Data for this exercise ▸
//! Metrics collection and exposition.
//!
//! # Responsibilities
//! - Define proxy metrics (request counts, latency, denials, redirects)
//! - Expose a Prometheus-compatible metrics endpoint
//!
//! # Metrics
//! - `cors_proxy_requests_total` (counter): total requests by method, status
//! - `cors_proxy_request_duration_seconds` (histogram): latency distribution
//! - `cors_proxy_denied_total` (counter): policy denials by reason
//! - `cors_proxy_redirects_followed` (histogram): redirect hops per request
//! - `cors_proxy_upstream_failures_total` (counter): transport failures by kind
//!
//! # Design Decisions
//! - Low-overhead metric updates (atomic operations inside the recorder)
//! - Low-cardinality labels only: method, status, denial reason, failure kind

use std::net::SocketAddr;
use std::time::Instant;

use metrics::{counter, describe_counter, describe_histogram, histogram};
use metrics_exporter_prometheus::PrometheusBuilder;

/// Install the Prometheus recorder and its scrape endpoint.
pub fn init_metrics(addr: SocketAddr) -> Result<(), metrics_exporter_prometheus::BuildError> {
    PrometheusBuilder::new()
        .with_http_listener(addr)
        .install()?;

    describe_counter!(
        "cors_proxy_requests_total",
        "Total requests handled, by method and response status"
    );
    describe_histogram!(
        "cors_proxy_request_duration_seconds",
        "Wall-clock time from request receipt to response completion"
    );
    describe_counter!(
        "cors_proxy_denied_total",
        "Requests refused by the access policy, by reason"
    );
    describe_histogram!(
        "cors_proxy_redirects_followed",
        "Redirect hops followed per proxied request"
    );
    describe_counter!(
        "cors_proxy_upstream_failures_total",
        "Outbound transport failures, by kind"
    );

    tracing::info!(address = %addr, "Metrics endpoint listening");
    Ok(())
}

/// Record one completed request.
pub fn record_request(method: &str, status: u16, start: Instant) {
    counter!(
        "cors_proxy_requests_total",
        "method" => method.to_string(),
        "status" => status.to_string(),
    )
    .increment(1);
    histogram!("cors_proxy_request_duration_seconds").record(start.elapsed().as_secs_f64());
}

/// Record a policy denial.
pub fn record_denied(reason: &'static str) {
    counter!("cors_proxy_denied_total", "reason" => reason).increment(1);
}

/// Record how many redirects a finished chase followed.
pub fn record_redirects(hops: usize) {
    histogram!("cors_proxy_redirects_followed").record(hops as f64);
}

/// Record an outbound transport failure.
pub fn record_upstream_failure(kind: &'static str) {
    counter!("cors_proxy_upstream_failures_total", "kind" => kind).increment(1);
}
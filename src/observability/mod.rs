//! Observability subsystem.
//!
//! # Data Flow
//! ```text
//! All subsystems produce:
//!     → tracing events (structured log lines)
//!     → metrics.rs (counters, histograms)
//!
//! Consumers:
//!     → Log aggregation (stdout)
//!     → Metrics endpoint (Prometheus scrape)
//! ```
//!
//! # Design Decisions
//! - Structured logging via `tracing`, filtered with `RUST_LOG`
//! - Metrics are cheap (atomic increments) and low-cardinality

pub mod metrics;
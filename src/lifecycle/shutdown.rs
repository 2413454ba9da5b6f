//! Shutdown coordination for the proxy.

use tokio::sync::broadcast;

/// Coordinator for graceful shutdown.
///
/// Wraps a broadcast channel every long-running task subscribes to. The
/// server stops accepting once the signal fires and in-flight requests are
/// left to drain.
pub struct Shutdown {
    tx: broadcast::Sender<()>,
}

impl Shutdown {
    pub fn new() -> Self {
        let (tx, _) = broadcast::channel(1);
        Self { tx }
    }

    /// Subscribe to the shutdown signal.
    pub fn subscribe(&self) -> broadcast::Receiver<()> {
        self.tx.subscribe()
    }

    /// Trigger the shutdown signal.
    pub fn trigger(&self) {
        let _ = self.tx.send(());
    }

    /// Spawn a task that triggers shutdown on Ctrl-C / SIGINT.
    pub fn trigger_on_ctrl_c(&self) {
        let tx = self.tx.clone();
        tokio::spawn(async move {
            if let Err(err) = tokio::signal::ctrl_c().await {
                tracing::error!(%err, "Failed to listen for shutdown signal");
                return;
            }
            tracing::info!("Shutdown signal received");
            let _ = tx.send(());
        });
    }
}

impl Default for Shutdown {
    fn default() -> Self {
        Self::new()
    }
}
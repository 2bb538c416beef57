//! AI capability check.
//!
//! Every entry point that may reach the text/vision or embedding service must first
//! obtain an [`AiPermit`]. The permit can only be minted by [`request_ai`], so a call
//! path that skipped the check does not type-check.

use std::fmt;

use serde::Serialize;

use crate::models::organization::OrgSettings;

/// Platform-level switches, loaded from configuration at startup.
#[derive(Debug, Clone, Copy)]
pub struct PlatformFlags {
    pub ai_enabled: bool,
}

/// Proof that the AI capability check passed for the current invocation.
#[derive(Debug, Clone, Copy)]
pub struct AiPermit {
    _private: (),
}

#[derive(Debug, Clone, Copy, PartialEq, Eq, Serialize)]
#[serde(rename_all = "snake_case")]
pub enum CapabilityDenied {
    PlatformDisabled,
    OrganizationDisabled,
}

impl fmt::Display for CapabilityDenied {
    fn fmt(&self, f: &mut fmt::Formatter<'_>) -> fmt::Result {
        match self {
            CapabilityDenied::PlatformDisabled => {
                write!(f, "AI features are disabled for the platform")
            }
            CapabilityDenied::OrganizationDisabled => {
                write!(f, "AI features are disabled for this organization")
            }
        }
    }
}

impl std::error::Error for CapabilityDenied {}

/// Platform switch is checked before the organization's. Absent settings allow.
pub fn request_ai(
    platform: PlatformFlags,
    settings: Option<&OrgSettings>,
) -> Result<AiPermit, CapabilityDenied> {
    if !platform.ai_enabled {
        return Err(CapabilityDenied::PlatformDisabled);
    }
    if settings.is_some_and(|s| !s.ai_enabled) {
        return Err(CapabilityDenied::OrganizationDisabled);
    }
    Ok(AiPermit { _private: () })
}

#[cfg(test)]
pub(crate) fn test_permit() -> AiPermit {
    AiPermit { _private: () }
}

Your instructions ▸ If a line in the entries above contains "hops", report it.

Solved problem ▸
//! - `cors_proxy_redirects_followed` (histogram): redirect hops per request
        "Redirect hops followed per proxied request"
pub fn record_redirects(hops: usize) {
    histogram!("cors_proxy_redirects_followed").record(hops as f64);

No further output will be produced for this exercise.